TASK TO COMPLETE — All that is needed is each line of the entries holding the word "info", copied as it stands.

Dataset records —
# # # # # # #

//! Logging setup for the connector runner
//!
//! # Environment Variables
//! - `LOG_FORMAT`: `json` (default) or `pretty`
//! - `RUST_LOG`: Log level filter (default: `info`)

use tracing_subscriber::EnvFilter;

#[derive(Debug, Clone, Copy, PartialEq, Eq)]
pub enum LogFormat {
    Json,
    Pretty,
}

impl LogFormat {
    /// Only an exact `pretty` selects human-readable output
    pub fn parse(value: Option<&str>) -> Self {
        match value {
            Some("pretty") => LogFormat::Pretty,
            _ => LogFormat::Json,
        }
    }

    pub fn from_env() -> Self {
        Self::parse(std::env::var("LOG_FORMAT").ok().as_deref())
    }
}

fn env_filter() -> EnvFilter {
    EnvFilter::try_from_default_env().unwrap_or_else(|_| EnvFilter::new("info"))
}

/// Install the global subscriber; later calls are ignored
pub fn init_logging() {
    let result = match LogFormat::from_env() {
        LogFormat::Pretty => tracing_subscriber::fmt()
            .with_env_filter(env_filter())
            .pretty()
            .try_init(),
        LogFormat::Json => tracing_subscriber::fmt()
            .with_env_filter(env_filter())
            .json()
            .try_init(),
    };
    if result.is_err() {
        tracing::debug!("Logging already initialized");
    }
}

#[cfg(test)]
mod tests {
    use super::*;
    use serial_test::serial;

    #[test]
    fn test_format_parsing() {
        let cases = [
            (None, LogFormat::Json),
            (Some("json"), LogFormat::Json),
            (Some("pretty"), LogFormat::Pretty),
            (Some("PRETTY"), LogFormat::Json),
            (Some(""), LogFormat::Json),
        ];
        for (input, expected) in cases {
            assert_eq!(LogFormat::parse(input), expected, "input: {:?}", input);
        }
    }

    #[test]
    #[serial]
    fn test_format_from_env() {
        std::env::set_var("LOG_FORMAT", "pretty");
        assert_eq!(LogFormat::from_env(), LogFormat::Pretty);
        std::env::remove_var("LOG_FORMAT");
        assert_eq!(LogFormat::from_env(), LogFormat::Json);
    }

    #[test]
    fn test_init_twice_is_harmless() {
        init_logging();
        init_logging();
    }
}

# # # # # # #

RESULT —
//! - `RUST_LOG`: Log level filter (default: `info`)
    EnvFilter::try_from_default_env().unwrap_or_else(|_| EnvFilter::new("info"))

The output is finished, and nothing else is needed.